What is expected — If a line below includes the string "egui", copy it.

Exercise data: Begin

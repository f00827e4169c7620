use eframe::egui::{self, Color32, DragValue, RichText, ScrollArea, Ui};

use crate::data::filter::Selection;
use crate::state::AppState;

// ---------------------------------------------------------------------------
// Left side panel – filter widgets
// ---------------------------------------------------------------------------

/// Render the left filter panel.
pub fn side_panel(ui: &mut Ui, state: &mut AppState) {
    ui.heading("Filters");
    ui.separator();

    let dataset = match &state.dataset {
        Some(ds) => ds,
        None => {
            ui.label("No roster loaded.");
            return;
        }
    };

    // Clone the universes and extents so we can mutate state in the loop.
    let departments: Vec<String> = dataset.departments.iter().cloned().collect();
    let genders: Vec<String> = dataset.genders.iter().cloned().collect();
    let salary_extent = dataset.salary_extent;
    let age_extent = dataset.age_extent;
    let performance_extent = dataset.performance_extent;

    let mut changed = false;

    ScrollArea::vertical()
        .auto_shrink([false, false])
        .show(ui, |ui: &mut Ui| {
            // ---- Name search ----
            ui.strong("Name search");
            let response = ui.add(
                egui::TextEdit::singleline(&mut state.criteria.name_query)
                    .hint_text("e.g. John Smith"),
            );
            changed |= response.changed();
            ui.separator();

            // ---- Department multi-select ----
            categorical_section(
                ui,
                "Department",
                &departments,
                &mut state.criteria.departments,
                &mut changed,
            );

            // ---- Gender multi-select ----
            categorical_section(
                ui,
                "Gender",
                &genders,
                &mut state.criteria.genders,
                &mut changed,
            );

            // ---- Numeric ranges ----
            ui.strong("Salary range");
            ui.horizontal(|ui: &mut Ui| {
                changed |= ui
                    .add(
                        DragValue::new(&mut state.criteria.salary.min)
                            .speed(500.0)
                            .range(salary_extent.0..=salary_extent.1)
                            .prefix("min "),
                    )
                    .changed();
                changed |= ui
                    .add(
                        DragValue::new(&mut state.criteria.salary.max)
                            .speed(500.0)
                            .range(salary_extent.0..=salary_extent.1)
                            .prefix("max "),
                    )
                    .changed();
            });
            ui.separator();

            ui.strong("Age range");
            ui.horizontal(|ui: &mut Ui| {
                changed |= ui
                    .add(
                        DragValue::new(&mut state.criteria.age.min)
                            .range(age_extent.0..=age_extent.1)
                            .prefix("min "),
                    )
                    .changed();
                changed |= ui
                    .add(
                        DragValue::new(&mut state.criteria.age.max)
                            .range(age_extent.0..=age_extent.1)
                            .prefix("max "),
                    )
                    .changed();
            });
            ui.separator();

            ui.strong("Performance score");
            ui.horizontal(|ui: &mut Ui| {
                changed |= ui
                    .add(
                        DragValue::new(&mut state.criteria.performance.min)
                            .range(performance_extent.0..=performance_extent.1)
                            .prefix("min "),
                    )
                    .changed();
                changed |= ui
                    .add(
                        DragValue::new(&mut state.criteria.performance.max)
                            .range(performance_extent.0..=performance_extent.1)
                            .prefix("max "),
                    )
                    .changed();
            });
            ui.separator();

            if ui.button("Reset filters").clicked() {
                state.reset_filters();
            }
        });

    if changed {
        state.refilter();
    }
}

/// One collapsible multi-select: All/None buttons plus a checkbox per
/// value. Ticking behaviour lives in [`Selection::toggle`].
fn categorical_section(
    ui: &mut Ui,
    title: &str,
    values: &[String],
    selection: &mut Selection,
    changed: &mut bool,
) {
    let n_selected = match selection {
        Selection::Unrestricted => values.len(),
        Selection::RestrictedTo(set) => set.len(),
    };
    let header_text = format!("{title}  ({n_selected}/{})", values.len());

    egui::CollapsingHeader::new(RichText::new(header_text).strong())
        .id_salt(title)
        .default_open(false)
        .show(ui, |ui: &mut Ui| {
            ui.horizontal(|ui: &mut Ui| {
                if ui.small_button("All").clicked() {
                    *selection = Selection::Unrestricted;
                    *changed = true;
                }
                if ui.small_button("None").clicked() {
                    *selection = Selection::RestrictedTo(Default::default());
                    *changed = true;
                }
            });

            for value in values {
                let mut checked = selection.is_selected(value);
                if ui.checkbox(&mut checked, value).changed() {
                    selection.toggle(value);
                    *changed = true;
                }
            }
        });
}

// ---------------------------------------------------------------------------
// Top bar
// ---------------------------------------------------------------------------

/// Render the top menu / toolbar.
pub fn top_bar(ui: &mut Ui, state: &mut AppState) {
    egui::menu::bar(ui, |ui: &mut Ui| {
        ui.menu_button("File", |ui: &mut Ui| {
            if ui.button("Open…").clicked() {
                open_file_dialog(state);
                ui.close_menu();
            }
        });

        ui.separator();

        if let Some(ds) = &state.dataset {
            ui.label(format!(
                "{} employees loaded, {} selected",
                ds.len(),
                state.visible_indices.len()
            ));
        }

        if let Some(msg) = &state.status_message {
            ui.separator();
            ui.label(RichText::new(msg).color(Color32::RED));
        }
    });
}

// ---------------------------------------------------------------------------
// File dialog
// ---------------------------------------------------------------------------

pub fn open_file_dialog(state: &mut AppState) {
    let file = rfd::FileDialog::new()
        .set_title("Open employee roster")
        .add_filter("Supported files", &["csv", "json"])
        .add_filter("CSV", &["csv"])
        .add_filter("JSON", &["json"])
        .pick_file();

    if let Some(path) = file {
        match crate::data::loader::load_file(&path) {
            Ok(dataset) => {
                log::info!(
                    "Loaded {} employees across {} departments (fingerprint {:016x})",
                    dataset.len(),
                    dataset.departments.len(),
                    dataset.fingerprint
                );
                state.set_dataset(dataset);
            }
            Err(e) => {
                log::error!("Failed to load roster: {e:#}");
                state.status_message = Some(format!("Error: {e:#}"));
            }
        }
    }
}
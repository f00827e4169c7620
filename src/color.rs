use std::collections::{BTreeMap, BTreeSet};

use eframe::egui::Color32;
use palette::{Hsl, IntoColor, Srgb};

// ---------------------------------------------------------------------------
// Color palette generator
// ---------------------------------------------------------------------------

/// Generates `n` visually distinct colours using evenly spaced hues.
pub fn generate_palette(n: usize) -> Vec<Color32> {
    if n == 0 {
        return Vec::new();
    }
    (0..n)
        .map(|i| {
            let hue = (i as f32 / n as f32) * 360.0;
            let hsl = Hsl::new(hue, 0.75, 0.55);
            let rgb: Srgb = hsl.into_color();
            Color32::from_rgb(
                (rgb.red * 255.0) as u8,
                (rgb.green * 255.0) as u8,
                (rgb.blue * 255.0) as u8,
            )
        })
        .collect()
}

// ---------------------------------------------------------------------------
// Color mapping: department → Color32
// ---------------------------------------------------------------------------

/// Maps each department to a distinct colour so every chart series for a
/// department reads the same across tabs.
#[derive(Debug, Clone)]
pub struct DepartmentColors {
    mapping: BTreeMap<String, Color32>,
    default_color: Color32,
}

impl DepartmentColors {
    /// Build the mapping from the dataset's sorted department universe.
    pub fn new(departments: &BTreeSet<String>) -> Self {
        let palette = generate_palette(departments.len());
        let mapping: BTreeMap<String, Color32> = departments
            .iter()
            .zip(palette.into_iter())
            .map(|(d, c): (&String, Color32)| (d.clone(), c))
            .collect();

        DepartmentColors {
            mapping,
            default_color: Color32::GRAY,
        }
    }

    /// Look up the colour for a department.
    pub fn color_for(&self, department: &str) -> Color32 {
        self.mapping
            .get(department)
            .copied()
            .unwrap_or(self.default_color)
    }
}

#[cfg(test)]
mod tests {
    use super::*;

    #[test]
    fn palette_sizes() {
        assert!(generate_palette(0).is_empty());
        assert_eq!(generate_palette(5).len(), 5);
    }

    #[test]
    fn departments_get_stable_distinct_colors() {
        let departments: BTreeSet<String> =
            ["Engineering", "Sales"].iter().map(|s| s.to_string()).collect();
        let colors = DepartmentColors::new(&departments);
        assert_ne!(colors.color_for("Engineering"), colors.color_for("Sales"));
        assert_eq!(colors.color_for("Unknown"), Color32::GRAY);
    }
}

Exercise data: End

Output for this task —
use eframe::egui::{self, Color32, DragValue, RichText, ScrollArea, Ui};
                egui::TextEdit::singleline(&mut state.criteria.name_query)
    egui::CollapsingHeader::new(RichText::new(header_text).strong())
    egui::menu::bar(ui, |ui: &mut Ui| {
use eframe::egui::Color32;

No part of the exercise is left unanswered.